Task to complete: Each entry needs to be retyped exactly, with nothing added or dropped.

Given data:
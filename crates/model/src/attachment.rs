//! Connector file attachments
//!
//! A connector form can carry up to three binary files. They are uploaded
//! before the record is saved and the returned paths are written into the
//! connector's path fields.

use std::collections::BTreeMap;
use std::fmt;

use serde::{Deserialize, Serialize};

/// The three attachment slots of a connector
#[derive(Debug, Clone, Copy, PartialEq, Eq, PartialOrd, Ord, Hash, Serialize, Deserialize)]
#[serde(rename_all = "snake_case")]
pub enum AttachmentSlot {
    Image,
    Drawing2d,
    Model3d,
}

impl AttachmentSlot {
    /// All slots in upload order
    pub const ALL: [AttachmentSlot; 3] = [
        AttachmentSlot::Image,
        AttachmentSlot::Drawing2d,
        AttachmentSlot::Model3d,
    ];

    /// 1-based slot number used by the upload endpoint
    pub fn number(&self) -> u8 {
        match self {
            AttachmentSlot::Image => 1,
            AttachmentSlot::Drawing2d => 2,
            AttachmentSlot::Model3d => 3,
        }
    }

    /// Look a slot up by its upload number
    pub fn from_number(number: u8) -> Option<Self> {
        Self::ALL.into_iter().find(|s| s.number() == number)
    }

    /// Multipart field carrying the file bytes
    pub fn field_name(&self) -> &'static str {
        match self {
            AttachmentSlot::Image => "file1",
            AttachmentSlot::Drawing2d => "file2",
            AttachmentSlot::Model3d => "file3",
        }
    }

    /// Multipart field naming the target subdirectory
    pub fn subdir_field(&self) -> &'static str {
        match self {
            AttachmentSlot::Image => "subdir1",
            AttachmentSlot::Drawing2d => "subdir2",
            AttachmentSlot::Model3d => "subdir3",
        }
    }

    /// Storage subdirectory under the media root
    pub fn subdir(&self) -> &'static str {
        match self {
            AttachmentSlot::Image => "images",
            AttachmentSlot::Drawing2d => "2d_drawing_files",
            AttachmentSlot::Model3d => "3d_drawing_files",
        }
    }

    /// Label shown next to the file picker
    pub fn label(&self) -> &'static str {
        match self {
            AttachmentSlot::Image => "Image",
            AttachmentSlot::Drawing2d => "2D Drawing",
            AttachmentSlot::Model3d => "3D Model",
        }
    }

    /// File extensions offered by the picker
    pub fn extensions(&self) -> &'static [&'static str] {
        match self {
            AttachmentSlot::Image => &["png", "jpg", "jpeg", "gif", "webp"],
            AttachmentSlot::Drawing2d => &["pdf", "dwg", "dxf", "png", "jpg"],
            AttachmentSlot::Model3d => &["step", "stp", "igs", "iges", "stl"],
        }
    }
}

impl fmt::Display for AttachmentSlot {
    fn fmt(&self, f: &mut fmt::Formatter<'_>) -> fmt::Result {
        write!(f, "{}", self.label())
    }
}

/// A file picked for upload
#[derive(Clone, PartialEq, Eq)]
pub struct Attachment {
    pub file_name: String,
    pub bytes: Vec<u8>,
}

impl Attachment {
    pub fn new(file_name: impl Into<String>, bytes: Vec<u8>) -> Self {
        Self {
            file_name: file_name.into(),
            bytes,
        }
    }

    /// Extension of the original file, lowercased, without the dot
    pub fn extension(&self) -> Option<String> {
        let (_, ext) = self.file_name.rsplit_once('.')?;
        (!ext.is_empty()).then(|| ext.to_ascii_lowercase())
    }
}

impl fmt::Debug for Attachment {
    fn fmt(&self, f: &mut fmt::Formatter<'_>) -> fmt::Result {
        f.debug_struct("Attachment")
            .field("file_name", &self.file_name)
            .field("len", &self.bytes.len())
            .finish()
    }
}

/// Pending attachments of a connector form, keyed by slot
#[derive(Debug, Clone, Default, PartialEq, Eq)]
pub struct Attachments {
    files: BTreeMap<AttachmentSlot, Attachment>,
}

impl Attachments {
    pub fn new() -> Self {
        Self::default()
    }

    /// Put a file into a slot, replacing any previous pick
    pub fn set(&mut self, slot: AttachmentSlot, attachment: Attachment) {
        self.files.insert(slot, attachment);
    }

    pub fn clear(&mut self, slot: AttachmentSlot) {
        self.files.remove(&slot);
    }

    pub fn get(&self, slot: AttachmentSlot) -> Option<&Attachment> {
        self.files.get(&slot)
    }

    pub fn is_empty(&self) -> bool {
        self.files.is_empty()
    }

    pub fn len(&self) -> usize {
        self.files.len()
    }

    /// Picked files in slot order
    pub fn iter(&self) -> impl Iterator<Item = (AttachmentSlot, &Attachment)> {
        self.files.iter().map(|(slot, file)| (*slot, file))
    }
}

/// Paths returned by the upload endpoint, keyed by slot
pub type UploadedPaths = BTreeMap<AttachmentSlot, String>;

Task result:
filename crates/model/src/attachment.rs
//! Connector file attachments
//!
//! A connector form can carry up to three binary files. They are uploaded
//! before the record is saved and the returned paths are written into the
//! connector's path fields.

use std::collections::BTreeMap;
use std::fmt;

use serde::{Deserialize, Serialize};

/// The three attachment slots of a connector
#[derive(Debug, Clone, Copy, PartialEq, Eq, PartialOrd, Ord, Hash, Serialize, Deserialize)]
#[serde(rename_all = "snake_case")]
pub enum AttachmentSlot {
    Image,
    Drawing2d,
    Model3d,
}

impl AttachmentSlot {
    /// All slots in upload order
    pub const ALL: [AttachmentSlot; 3] = [
        AttachmentSlot::Image,
        AttachmentSlot::Drawing2d,
        AttachmentSlot::Model3d,
    ];

    /// 1-based slot number used by the upload endpoint
    pub fn number(&self) -> u8 {
        match self {
            AttachmentSlot::Image => 1,
            AttachmentSlot::Drawing2d => 2,
            AttachmentSlot::Model3d => 3,
        }
    }

    /// Look a slot up by its upload number
    pub fn from_number(number: u8) -> Option<Self> {
        Self::ALL.into_iter().find(|s| s.number() == number)
    }

    /// Multipart field carrying the file bytes
    pub fn field_name(&self) -> &'static str {
        match self {
            AttachmentSlot::Image => "file1",
            AttachmentSlot::Drawing2d => "file2",
            AttachmentSlot::Model3d => "file3",
        }
    }

    /// Multipart field naming the target subdirectory
    pub fn subdir_field(&self) -> &'static str {
        match self {
            AttachmentSlot::Image => "subdir1",
            AttachmentSlot::Drawing2d => "subdir2",
            AttachmentSlot::Model3d => "subdir3",
        }
    }

    /// Storage subdirectory under the media root
    pub fn subdir(&self) -> &'static str {
        match self {
            AttachmentSlot::Image => "images",
            AttachmentSlot::Drawing2d => "2d_drawing_files",
            AttachmentSlot::Model3d => "3d_drawing_files",
        }
    }

    /// Label shown next to the file picker
    pub fn label(&self) -> &'static str {
        match self {
            AttachmentSlot::Image => "Image",
            AttachmentSlot::Drawing2d => "2D Drawing",
            AttachmentSlot::Model3d => "3D Model",
        }
    }

    /// File extensions offered by the picker
    pub fn extensions(&self) -> &'static [&'static str] {
        match self {
            AttachmentSlot::Image => &["png", "jpg", "jpeg", "gif", "webp"],
            AttachmentSlot::Drawing2d => &["pdf", "dwg", "dxf", "png", "jpg"],
            AttachmentSlot::Model3d => &["step", "stp", "igs", "iges", "stl"],
        }
    }
}

impl fmt::Display for AttachmentSlot {
    fn fmt(&self, f: &mut fmt::Formatter<'_>) -> fmt::Result {
        write!(f, "{}", self.label())
    }
}

/// A file picked for upload
#[derive(Clone, PartialEq, Eq)]
pub struct Attachment {
    pub file_name: String,
    pub bytes: Vec<u8>,
}

impl Attachment {
    pub fn new(file_name: impl Into<String>, bytes: Vec<u8>) -> Self {
        Self {
            file_name: file_name.into(),
            bytes,
        }
    }

    /// Extension of the original file, lowercased, without the dot
    pub fn extension(&self) -> Option<String> {
        let (_, ext) = self.file_name.rsplit_once('.')?;
        (!ext.is_empty()).then(|| ext.to_ascii_lowercase())
    }
}

impl fmt::Debug for Attachment {
    fn fmt(&self, f: &mut fmt::Formatter<'_>) -> fmt::Result {
        f.debug_struct("Attachment")
            .field("file_name", &self.file_name)
            .field("len", &self.bytes.len())
            .finish()
    }
}

/// Pending attachments of a connector form, keyed by slot
#[derive(Debug, Clone, Default, PartialEq, Eq)]
pub struct Attachments {
    files: BTreeMap<AttachmentSlot, Attachment>,
}

impl Attachments {
    pub fn new() -> Self {
        Self::default()
    }

    /// Put a file into a slot, replacing any previous pick
    pub fn set(&mut self, slot: AttachmentSlot, attachment: Attachment) {
        self.files.insert(slot, attachment);
    }

    pub fn clear(&mut self, slot: AttachmentSlot) {
        self.files.remove(&slot);
    }

    pub fn get(&self, slot: AttachmentSlot) -> Option<&Attachment> {
        self.files.get(&slot)
    }

    pub fn is_empty(&self) -> bool {
        self.files.is_empty()
    }

    pub fn len(&self) -> usize {
        self.files.len()
    }

    /// Picked files in slot order
    pub fn iter(&self) -> impl Iterator<Item = (AttachmentSlot, &Attachment)> {
        self.files.iter().map(|(slot, file)| (*slot, file))
    }
}

/// Paths returned by the upload endpoint, keyed by slot
pub type UploadedPaths = BTreeMap<AttachmentSlot, String>;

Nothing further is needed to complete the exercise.